> **REQUIRED WORK**
Here are some records. Transcribe all of them exactly.

Items from a dataset
+ + + +
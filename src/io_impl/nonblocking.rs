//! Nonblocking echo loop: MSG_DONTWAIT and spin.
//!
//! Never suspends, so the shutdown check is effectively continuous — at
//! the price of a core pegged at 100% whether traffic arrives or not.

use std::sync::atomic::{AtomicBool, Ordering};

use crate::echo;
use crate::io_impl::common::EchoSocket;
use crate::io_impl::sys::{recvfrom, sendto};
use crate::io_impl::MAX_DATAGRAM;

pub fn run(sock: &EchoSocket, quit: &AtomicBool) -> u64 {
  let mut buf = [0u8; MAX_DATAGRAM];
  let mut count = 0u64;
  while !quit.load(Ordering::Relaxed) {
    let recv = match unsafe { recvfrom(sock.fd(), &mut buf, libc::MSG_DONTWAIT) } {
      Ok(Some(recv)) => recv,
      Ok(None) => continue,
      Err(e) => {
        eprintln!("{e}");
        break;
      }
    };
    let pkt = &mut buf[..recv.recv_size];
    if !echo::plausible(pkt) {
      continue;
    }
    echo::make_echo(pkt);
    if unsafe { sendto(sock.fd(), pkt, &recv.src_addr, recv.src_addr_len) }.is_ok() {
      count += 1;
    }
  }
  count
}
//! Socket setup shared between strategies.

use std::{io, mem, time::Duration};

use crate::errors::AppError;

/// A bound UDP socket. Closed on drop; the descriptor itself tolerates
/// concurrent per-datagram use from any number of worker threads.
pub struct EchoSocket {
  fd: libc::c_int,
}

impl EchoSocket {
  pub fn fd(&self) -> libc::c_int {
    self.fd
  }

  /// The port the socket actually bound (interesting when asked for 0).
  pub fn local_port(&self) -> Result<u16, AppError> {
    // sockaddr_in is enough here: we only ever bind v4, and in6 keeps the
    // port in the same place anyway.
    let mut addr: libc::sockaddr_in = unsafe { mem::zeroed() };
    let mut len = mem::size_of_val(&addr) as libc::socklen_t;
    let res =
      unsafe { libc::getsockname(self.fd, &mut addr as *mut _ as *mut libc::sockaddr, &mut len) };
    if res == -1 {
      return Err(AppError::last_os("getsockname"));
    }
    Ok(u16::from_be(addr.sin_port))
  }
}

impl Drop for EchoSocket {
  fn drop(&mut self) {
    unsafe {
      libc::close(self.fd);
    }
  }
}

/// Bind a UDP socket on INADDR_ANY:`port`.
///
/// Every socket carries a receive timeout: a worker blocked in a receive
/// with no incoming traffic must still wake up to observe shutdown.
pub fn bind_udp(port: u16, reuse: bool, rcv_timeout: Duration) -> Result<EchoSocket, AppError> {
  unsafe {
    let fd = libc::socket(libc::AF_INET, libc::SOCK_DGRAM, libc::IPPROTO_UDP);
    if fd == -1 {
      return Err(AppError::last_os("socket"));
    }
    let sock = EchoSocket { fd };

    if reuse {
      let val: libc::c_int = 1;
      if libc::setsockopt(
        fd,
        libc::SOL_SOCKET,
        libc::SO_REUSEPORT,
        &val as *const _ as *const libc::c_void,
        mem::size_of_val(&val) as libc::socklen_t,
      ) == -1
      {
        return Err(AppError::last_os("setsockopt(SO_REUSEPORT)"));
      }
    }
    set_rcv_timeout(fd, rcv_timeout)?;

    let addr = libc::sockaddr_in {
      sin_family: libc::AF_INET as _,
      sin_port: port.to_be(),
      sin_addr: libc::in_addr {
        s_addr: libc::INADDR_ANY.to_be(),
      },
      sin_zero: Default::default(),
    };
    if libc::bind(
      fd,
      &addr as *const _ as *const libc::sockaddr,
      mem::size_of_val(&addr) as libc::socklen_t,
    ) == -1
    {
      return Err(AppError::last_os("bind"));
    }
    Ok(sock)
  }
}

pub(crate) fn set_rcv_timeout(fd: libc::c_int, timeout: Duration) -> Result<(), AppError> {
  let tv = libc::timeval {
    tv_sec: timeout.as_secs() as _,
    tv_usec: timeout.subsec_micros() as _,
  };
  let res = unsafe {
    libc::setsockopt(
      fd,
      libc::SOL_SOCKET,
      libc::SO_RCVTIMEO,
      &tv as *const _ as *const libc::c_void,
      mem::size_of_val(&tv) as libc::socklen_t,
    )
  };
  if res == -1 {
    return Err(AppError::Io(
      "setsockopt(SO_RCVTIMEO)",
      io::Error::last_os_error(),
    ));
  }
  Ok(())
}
+ + + +
> **WRITTEN RESPONSE**
filename src/io_impl/nonblocking.rs
//! Nonblocking echo loop: MSG_DONTWAIT and spin.
//!
//! Never suspends, so the shutdown check is effectively continuous — at
//! the price of a core pegged at 100% whether traffic arrives or not.

use std::sync::atomic::{AtomicBool, Ordering};

use crate::echo;
use crate::io_impl::common::EchoSocket;
use crate::io_impl::sys::{recvfrom, sendto};
use crate::io_impl::MAX_DATAGRAM;

pub fn run(sock: &EchoSocket, quit: &AtomicBool) -> u64 {
  let mut buf = [0u8; MAX_DATAGRAM];
  let mut count = 0u64;
  while !quit.load(Ordering::Relaxed) {
    let recv = match unsafe { recvfrom(sock.fd(), &mut buf, libc::MSG_DONTWAIT) } {
      Ok(Some(recv)) => recv,
      Ok(None) => continue,
      Err(e) => {
        eprintln!("{e}");
        break;
      }
    };
    let pkt = &mut buf[..recv.recv_size];
    if !echo::plausible(pkt) {
      continue;
    }
    echo::make_echo(pkt);
    if unsafe { sendto(sock.fd(), pkt, &recv.src_addr, recv.src_addr_len) }.is_ok() {
      count += 1;
    }
  }
  count
}
//! Socket setup shared between strategies.

use std::{io, mem, time::Duration};

use crate::errors::AppError;

/// A bound UDP socket. Closed on drop; the descriptor itself tolerates
/// concurrent per-datagram use from any number of worker threads.
pub struct EchoSocket {
  fd: libc::c_int,
}

impl EchoSocket {
  pub fn fd(&self) -> libc::c_int {
    self.fd
  }

  /// The port the socket actually bound (interesting when asked for 0).
  pub fn local_port(&self) -> Result<u16, AppError> {
    // sockaddr_in is enough here: we only ever bind v4, and in6 keeps the
    // port in the same place anyway.
    let mut addr: libc::sockaddr_in = unsafe { mem::zeroed() };
    let mut len = mem::size_of_val(&addr) as libc::socklen_t;
    let res =
      unsafe { libc::getsockname(self.fd, &mut addr as *mut _ as *mut libc::sockaddr, &mut len) };
    if res == -1 {
      return Err(AppError::last_os("getsockname"));
    }
    Ok(u16::from_be(addr.sin_port))
  }
}

impl Drop for EchoSocket {
  fn drop(&mut self) {
    unsafe {
      libc::close(self.fd);
    }
  }
}

/// Bind a UDP socket on INADDR_ANY:`port`.
///
/// Every socket carries a receive timeout: a worker blocked in a receive
/// with no incoming traffic must still wake up to observe shutdown.
pub fn bind_udp(port: u16, reuse: bool, rcv_timeout: Duration) -> Result<EchoSocket, AppError> {
  unsafe {
    let fd = libc::socket(libc::AF_INET, libc::SOCK_DGRAM, libc::IPPROTO_UDP);
    if fd == -1 {
      return Err(AppError::last_os("socket"));
    }
    let sock = EchoSocket { fd };

    if reuse {
      let val: libc::c_int = 1;
      if libc::setsockopt(
        fd,
        libc::SOL_SOCKET,
        libc::SO_REUSEPORT,
        &val as *const _ as *const libc::c_void,
        mem::size_of_val(&val) as libc::socklen_t,
      ) == -1
      {
        return Err(AppError::last_os("setsockopt(SO_REUSEPORT)"));
      }
    }
    set_rcv_timeout(fd, rcv_timeout)?;

    let addr = libc::sockaddr_in {
      sin_family: libc::AF_INET as _,
      sin_port: port.to_be(),
      sin_addr: libc::in_addr {
        s_addr: libc::INADDR_ANY.to_be(),
      },
      sin_zero: Default::default(),
    };
    if libc::bind(
      fd,
      &addr as *const _ as *const libc::sockaddr,
      mem::size_of_val(&addr) as libc::socklen_t,
    ) == -1
    {
      return Err(AppError::last_os("bind"));
    }
    Ok(sock)
  }
}

pub(crate) fn set_rcv_timeout(fd: libc::c_int, timeout: Duration) -> Result<(), AppError> {
  let tv = libc::timeval {
    tv_sec: timeout.as_secs() as _,
    tv_usec: timeout.subsec_micros() as _,
  };
  let res = unsafe {
    libc::setsockopt(
      fd,
      libc::SOL_SOCKET,
      libc::SO_RCVTIMEO,
      &tv as *const _ as *const libc::c_void,
      mem::size_of_val(&tv) as libc::socklen_t,
    )
  };
  if res == -1 {
    return Err(AppError::Io(
      "setsockopt(SO_RCVTIMEO)",
      io::Error::last_os_error(),
    ));
  }
  Ok(())
}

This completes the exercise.